The polymeric backbone of the polymer gel can be an organic or an inorganic network containing functional groups that are ionizable, amenable to red-ox reactions, photoactive, or capable of swelling by reversibly exchanging monovalent and divalent ions, as stated by Rossi et al. (1992)
Journal of Intelligent Material System and Structure
3:75-95. The polymeric network can thus generate force by swelling or shrinking; or can undergo a reversible change in its volume in response to a change in its environment, temperature, solvent composition, mechanical strain, electric field, exposure to light, or the like, with no inherent limits in lifetime.
Extensive work has been done, and continues to be done with organic polymer gels having a hydrocarbon backbone which comprises a variety of functional groups, including -amine, -hydroxy, -amide, and -carboxyl. Gehrke, S. H. (1993)

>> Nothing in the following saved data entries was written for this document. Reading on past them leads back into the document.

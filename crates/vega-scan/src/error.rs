//! Capture error types.

use thiserror::Error;

/// Errors from a capture source.
#[derive(Debug, Error)]
pub enum CaptureError {
    /// The device could not be opened.
    ///
    /// ## When This Occurs
    /// - Camera index doesn't exist
    /// - Device is held by another process
    /// - Driver failure
    #[error("Capture device {device_id} unavailable: {reason}")]
    DeviceUnavailable { device_id: u32, reason: String },

    /// A frame read failed after the device was opened.
    ///
    /// ## When This Occurs
    /// - Device was unplugged mid-session
    /// - Transient driver error
    #[error("Frame read failed: {0}")]
    ReadFailed(String),
}

/// Result type for capture operations.
pub type CaptureResult<T> = Result<T, CaptureError>;
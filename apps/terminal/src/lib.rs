//! # vega-terminal: Register Binary for Vega POS
//!
//! Headless terminal session: stdin lines act as USB-wedge scans, slash
//! commands drive payment and commit, output goes to stdout via the
//! [`ConsoleSink`](sink::ConsoleSink).
//!
//! ## Wiring
//! ```text
//! ┌─────────────────────────────────────────────────────────────────────────┐
//! │                         vega-terminal                                   │
//! │                                                                         │
//! │  stdin ──► parse_command ──► mpsc ──► Session ──► EventSink ──► stdout  │
//! │                                         │                               │
//! │                              ┌──────────┼──────────┐                    │
//! │                              ▼          ▼          ▼                    │
//! │                         ScanRouter    Cart    TicketRepository          │
//! │                          (vega-db) (vega-core)   (vega-db)              │
//! └─────────────────────────────────────────────────────────────────────────┘
//! ```
//!
//! ## Commands
//! ```text
//! <barcode>          scan (wedge entry)
//! /qty <line> <n>    set quantity of cart line (1-based; 0 removes)
//! /remove <line>     remove cart line
//! /discount <amt>    whole-sale discount, e.g. /discount 1.50
//! /pay <amt>         tendered payment, e.g. /pay 20
//! /customer <name>   customer reference
//! /commit            commit the sale
//! /clear             empty the cart
//! /quit              end the session
//! ```

pub mod config;
pub mod context;
pub mod error;
pub mod router;
pub mod session;
pub mod sink;

use std::sync::Arc;

use tokio::io::{AsyncBufReadExt, BufReader};
use tokio::sync::mpsc;
use tracing::info;
use tracing_subscriber::EnvFilter;

use vega_core::Money;
use vega_db::{Database, DbConfig};
use vega_scan::ScanDebouncer;

use crate::config::TerminalConfig;
use crate::context::AppContext;
use crate::error::SessionResult;
use crate::session::{Session, SessionCommand};
use crate::sink::ConsoleSink;

/// Runs the terminal until stdin closes or `/quit`.
pub async fn run() -> SessionResult<()> {
    tracing_subscriber::fmt()
        .with_env_filter(EnvFilter::try_from_default_env().unwrap_or_else(|_| "info".into()))
        .init();

    let config = TerminalConfig::load_or_default(None);
    info!(
        device = %config.device.name,
        db = %config.database.path.display(),
        "Starting Vega POS terminal"
    );

    let db = Database::new(DbConfig::new(&config.database.path)).await?;
    let context = AppContext::new(db.clone(), &config.session.cashier_id, &config.device.id);

    let session = Session::new(
        context,
        ScanDebouncer::new(config.scanner.wedge_window()),
        Arc::new(ConsoleSink),
    );

    let (tx, rx) = mpsc::channel(64);
    let session_task = tokio::spawn(session.run(rx, None));

    // stdin loop: each line is a wedge scan or a slash command.
    let mut lines = BufReader::new(tokio::io::stdin()).lines();
    while let Ok(Some(line)) = lines.next_line().await {
        match parse_command(&line) {
            Ok(Some(SessionCommand::Shutdown)) => {
                let _ = tx.send(SessionCommand::Shutdown).await;
                break;
            }
            Ok(Some(command)) => {
                if tx.send(command).await.is_err() {
                    break;
                }
            }
            Ok(None) => {}
            Err(usage) => println!("[ ! ] {usage}"),
        }
    }
    drop(tx);

    let _ = session_task.await;
    db.close().await;
    info!("Terminal stopped");
    Ok(())
}

/// Parses one stdin line into a command.
///
/// `Ok(None)` for blank lines; `Err(usage)` for a malformed slash command.
/// Anything that doesn't start with `/` is a wedge entry.
fn parse_command(line: &str) -> Result<Option<SessionCommand>, String> {
    let line = line.trim();
    if line.is_empty() {
        return Ok(None);
    }
    if !line.starts_with('/') {
        return Ok(Some(SessionCommand::Entry(line.to_string())));
    }

    let mut parts = line.split_whitespace();
    let command = parts.next().unwrap_or_default();
    let rest: Vec<&str> = parts.collect();

    match command {
        "/qty" => {
            let (line_no, quantity) = match (rest.first(), rest.get(1)) {
                (Some(l), Some(q)) => (l.parse::<usize>(), q.parse::<i64>()),
                _ => return Err("usage: /qty <line> <quantity>".to_string()),
            };
            match (line_no, quantity) {
                // 1-based on the console, 0-based in the cart.
                (Ok(l), Ok(q)) if l >= 1 => Ok(Some(SessionCommand::SetQuantity {
                    index: l - 1,
                    quantity: q,
                })),
                _ => Err("usage: /qty <line> <quantity>".to_string()),
            }
        }
        "/remove" => match rest.first().map(|l| l.parse::<usize>()) {
            Some(Ok(l)) if l >= 1 => Ok(Some(SessionCommand::RemoveLine(l - 1))),
            _ => Err("usage: /remove <line>".to_string()),
        },
        "/discount" => parse_amount("discount", "/discount", &rest)
            .map(|cents| Some(SessionCommand::SetDiscount(cents))),
        "/pay" => parse_amount("payment", "/pay", &rest)
            .map(|cents| Some(SessionCommand::SetPayment(cents))),
        "/customer" => {
            if rest.is_empty() {
                Err("usage: /customer <name>".to_string())
            } else {
                Ok(Some(SessionCommand::SetCustomer(rest.join(" "))))
            }
        }
        "/commit" => Ok(Some(SessionCommand::Commit)),
        "/clear" => Ok(Some(SessionCommand::Clear)),
        "/quit" | "/exit" => Ok(Some(SessionCommand::Shutdown)),
        other => Err(format!("unknown command: {other}")),
    }
}

fn parse_amount(field: &str, usage: &str, rest: &[&str]) -> Result<i64, String> {
    let raw = rest
        .first()
        .ok_or_else(|| format!("usage: {usage} <amount>"))?;
    Money::parse(field, raw)
        .map(|money| money.cents())
        .map_err(|e| e.to_string())
}

// =============================================================================
// Unit Tests
// =============================================================================

#[cfg(test)]
mod tests {
    use super::*;

    #[test]
    fn test_bare_line_is_entry() {
        match parse_command("8901234567890").unwrap() {
            Some(SessionCommand::Entry(payload)) => assert_eq!(payload, "8901234567890"),
            other => panic!("expected Entry, got {other:?}"),
        }
    }

    #[test]
    fn test_blank_line_is_ignored() {
        assert!(parse_command("   ").unwrap().is_none());
    }

    #[test]
    fn test_pay_parses_decimal_amount() {
        match parse_command("/pay 12.50").unwrap() {
            Some(SessionCommand::SetPayment(cents)) => assert_eq!(cents, 1250),
            other => panic!("expected SetPayment, got {other:?}"),
        }
    }

    #[test]
    fn test_qty_is_one_based() {
        match parse_command("/qty 1 3").unwrap() {
            Some(SessionCommand::SetQuantity { index, quantity }) => {
                assert_eq!(index, 0);
                assert_eq!(quantity, 3);
            }
            other => panic!("expected SetQuantity, got {other:?}"),
        }

        assert!(parse_command("/qty 0 3").is_err());
        assert!(parse_command("/qty").is_err());
    }

    #[test]
    fn test_bad_amount_is_usage_error() {
        assert!(parse_command("/pay abc").is_err());
        assert!(parse_command("/discount").is_err());
    }

    #[test]
    fn test_quit_variants() {
        assert!(matches!(
            parse_command("/quit").unwrap(),
            Some(SessionCommand::Shutdown)
        ));
        assert!(matches!(
            parse_command("/exit").unwrap(),
            Some(SessionCommand::Shutdown)
        ));
    }
}
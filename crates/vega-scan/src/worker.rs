//! # Capture Worker
//!
//! Runs the frame loop off the async runtime and feeds debounced scans to
//! the session loop.
//!
//! ## Worker Lifecycle
//! ```text
//! ┌─────────────────────────────────────────────────────────────────────────┐
//! │                      Capture Worker Lifecycle                           │
//! │                                                                         │
//! │  spawn_capture_worker(source, decoder, config)                          │
//! │       │                                                                 │
//! │       ├──► (CaptureHandle, mpsc::Receiver<ScanMessage>)                 │
//! │       │                                                                 │
//! │       ▼ tokio::task::spawn_blocking                                     │
//! │  ┌───────────────────────────────────────────────────────────────────┐  │
//! │  │  open() ── err ──► Status(Error) ──► close() ──► exit             │  │
//! │  │    │ ok                                                           │  │
//! │  │    ▼                                                              │  │
//! │  │  Status(Info "Scanner started")                                   │  │
//! │  │    │                                                              │  │
//! │  │    ▼                                                              │  │
//! │  │  loop {                                                           │  │
//! │  │    stop requested? ──► break                                      │  │
//! │  │    read_frame()                                                   │  │
//! │  │      ├── Some(frame) ──► Preview (best-effort)                    │  │
//! │  │      │                   decode ──► debounce ──► Scan(event)      │  │
//! │  │      ├── None ──► yield, retry                                    │  │
//! │  │      └── Err  ──► Status(Error) ──► break                         │  │
//! │  │  }                                                                │  │
//! │  │    │                                                              │  │
//! │  │    ▼                                                              │  │
//! │  │  close()  (always, error path included)                           │  │
//! │  │  Status(Info "Scanner stopped")                                   │  │
//! │  └───────────────────────────────────────────────────────────────────┘  │
//! │                                                                         │
//! │  Shutdown is two-phase: handle.stop() flips the watch flag, then        │
//! │  handle.join().await waits for the thread to finish. Both idempotent.   │
//! └─────────────────────────────────────────────────────────────────────────┘
//! ```

use std::time::{Duration, Instant};

use chrono::Utc;
use tokio::sync::{mpsc, watch};
use tokio::task::JoinHandle;
use tracing::{debug, info, warn};

use vega_core::ScanEvent;

use crate::capture::CaptureSource;
use crate::debounce::ScanDebouncer;
use crate::decode::SymbolDecoder;
use crate::events::{ScanMessage, StatusEvent};

// =============================================================================
// Configuration
// =============================================================================

/// Capture worker configuration.
#[derive(Debug, Clone)]
pub struct CaptureWorkerConfig {
    /// Device identifier, reported in status messages.
    pub device_id: u32,

    /// Debounce window for camera scans.
    /// Default: 800ms
    pub debounce_window: Duration,

    /// Capacity of the worker-to-session channel.
    /// Default: 64
    pub channel_capacity: usize,

    /// Whether to forward frames for the preview pane.
    /// Default: true
    pub emit_preview: bool,
}

impl Default for CaptureWorkerConfig {
    fn default() -> Self {
        CaptureWorkerConfig {
            device_id: 0,
            debounce_window: Duration::from_millis(800),
            channel_capacity: 64,
            emit_preview: true,
        }
    }
}

// =============================================================================
// Handle
// =============================================================================

/// Handle to a running capture worker.
pub struct CaptureHandle {
    stop_tx: watch::Sender<bool>,
    join: JoinHandle<()>,
}

impl CaptureHandle {
    /// Signals the worker to stop after its current frame.
    ///
    /// Idempotent; returns immediately without waiting for the worker.
    pub fn stop(&self) {
        // Send only fails when the worker already exited, which is fine.
        let _ = self.stop_tx.send(true);
    }

    /// Signals stop and waits for the worker thread to finish.
    pub async fn join(self) {
        self.stop();
        if let Err(e) = self.join.await {
            warn!(error = %e, "Capture worker panicked");
        }
    }

    /// Whether the worker has exited.
    pub fn is_finished(&self) -> bool {
        self.join.is_finished()
    }
}

// =============================================================================
// Spawn
// =============================================================================

/// Spawns the capture worker on a blocking thread.
///
/// Returns the stop handle and the receiving end of the message channel.
/// Dropping the receiver also stops the worker: the next send fails and the
/// loop exits.
pub fn spawn_capture_worker(
    source: Box<dyn CaptureSource>,
    decoder: Box<dyn SymbolDecoder>,
    config: CaptureWorkerConfig,
) -> (CaptureHandle, mpsc::Receiver<ScanMessage>) {
    let (tx, rx) = mpsc::channel(config.channel_capacity);
    let (stop_tx, stop_rx) = watch::channel(false);

    info!(device_id = config.device_id, "Spawning capture worker");

    let join = tokio::task::spawn_blocking(move || {
        run_loop(source, decoder, config, stop_rx, tx);
    });

    (CaptureHandle { stop_tx, join }, rx)
}

// =============================================================================
// Frame Loop
// =============================================================================

fn run_loop(
    mut source: Box<dyn CaptureSource>,
    mut decoder: Box<dyn SymbolDecoder>,
    config: CaptureWorkerConfig,
    stop_rx: watch::Receiver<bool>,
    tx: mpsc::Sender<ScanMessage>,
) {
    if let Err(e) = source.open() {
        warn!(device_id = config.device_id, error = %e, "Capture device failed to open");
        let _ = tx.blocking_send(ScanMessage::Status(StatusEvent::error(format!(
            "Scanner unavailable: {e}"
        ))));
        // A source may have partially acquired the device before erroring.
        source.close();
        return;
    }

    let _ = tx.blocking_send(ScanMessage::Status(StatusEvent::info("Scanner started")));
    debug!(device_id = config.device_id, "Capture loop running");

    let mut debouncer = ScanDebouncer::new(config.debounce_window);

    loop {
        if *stop_rx.borrow() {
            debug!("Stop requested, leaving capture loop");
            break;
        }

        let frame = match source.read_frame() {
            Ok(Some(frame)) => frame,
            Ok(None) => {
                std::thread::yield_now();
                continue;
            }
            Err(e) => {
                warn!(error = %e, "Frame read failed, stopping capture");
                let _ = tx.blocking_send(ScanMessage::Status(StatusEvent::error(format!(
                    "Scanner failed: {e}"
                ))));
                break;
            }
        };

        if config.emit_preview {
            // Best-effort: a slow consumer drops previews, never scans.
            let _ = tx.try_send(ScanMessage::Preview(frame.clone()));
        }

        let mut receiver_gone = false;
        for code in decoder.decode(&frame) {
            if !debouncer.admit(&code.payload, Instant::now()) {
                continue;
            }

            debug!(payload = %code.payload, symbology = code.symbology.label(), "Scan admitted");
            let event = ScanEvent::from_decoded(&code, Utc::now());
            if tx.blocking_send(ScanMessage::Scan(event)).is_err() {
                receiver_gone = true;
                break;
            }
        }
        if receiver_gone {
            debug!("Receiver dropped, leaving capture loop");
            break;
        }
    }

    source.close();
    let _ = tx.blocking_send(ScanMessage::Status(StatusEvent::info("Scanner stopped")));
    info!(device_id = config.device_id, "Capture worker exited");
}

// =============================================================================
// Unit Tests
// =============================================================================
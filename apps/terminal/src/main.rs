//! Register binary entry point.

#[tokio::main]
async fn main() {
    if let Err(e) = vega_terminal::run().await {
        eprintln!("Terminal failed: {e}");
        std::process::exit(1);
    }
}
//! # vega-scan: Scan Pipeline for Vega POS
//!
//! Turns camera frames into debounced scan events.
//!
//! ## Pipeline
//! ```text
//! ┌─────────────────────────────────────────────────────────────────────────┐
//! │                        Scan Pipeline                                    │
//! │                                                                         │
//! │  CaptureSource (camera / mock)                                          │
//! │       │ read_frame()                                                    │
//! │       ▼                                                                 │
//! │  SymbolDecoder ──► Vec<DecodedCode>   (0, 1, or many per frame)         │
//! │       │                                                                 │
//! │       ▼                                                                 │
//! │  ScanDebouncer ──► admit? ────────── no ──► dropped silently            │
//! │       │ yes                                                             │
//! │       ▼                                                                 │
//! │  mpsc::Sender<ScanMessage> ──► session loop (terminal app)              │
//! │                                                                         │
//! │  The whole loop runs on a spawn_blocking thread; the CaptureHandle      │
//! │  owns a watch channel for two-phase stop (signal, then join).           │
//! └─────────────────────────────────────────────────────────────────────────┘
//! ```
//!
//! ## Module Organization
//!
//! - [`capture`] - Frame type and the `CaptureSource` trait
//! - [`decode`] - The `SymbolDecoder` trait
//! - [`debounce`] - Per-payload repeat suppression
//! - [`events`] - Messages emitted by the worker
//! - [`worker`] - The capture worker and its stop handle
//! - [`error`] - Capture error types

// =============================================================================
// Module Declarations
// =============================================================================

pub mod capture;
pub mod debounce;
pub mod decode;
pub mod error;
pub mod events;
pub mod worker;

// =============================================================================
// Re-exports
// =============================================================================

pub use capture::{CaptureSource, Frame};
pub use debounce::ScanDebouncer;
pub use decode::SymbolDecoder;
pub use error::{CaptureError, CaptureResult};
pub use events::{ScanMessage, Severity, StatusEvent};
pub use worker::{spawn_capture_worker, CaptureHandle, CaptureWorkerConfig};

Advances in Polymer Science
, 110:80-144 described the synthesis of organic polymer gels by techniques including co-polymerization/cross-linking of monomers, cross-linking of linear polymers by treatment with chemicals or gamma (&ggr;) radiation, and chemical conversion of one gel type to another.
Polymers made out of a single monomer have been used in a number of applications. For example, a neutral polymer gel of poly (vinyl alcohol) with water as a mobile component has been shown to undergo swelling, and to perform the mechanical work of lifting a load. Additionally, poly(silamine) telechelic oligomers, consisting of alternating 3,3-dimethyl-3-silapentane and N,N-diethylene units have been synthesized for use as high performance stimulus-sensitive materials, and as a poly(silamine) brush on glass and gold surfaces, as described by Nagasaki (March 1997)
ChemTech
, 23-29.
One of the most intensively studied responsive polymer gels has been cross-linked poly(N-isopropylacrylamide) (PNIPAAm). A number of environmental stimuli, including solvent, pH, temperature, electric fields, or electromagnetic radiation have been used to collapse or swell hydrogels made out of PNIPAAm, for use in various applications.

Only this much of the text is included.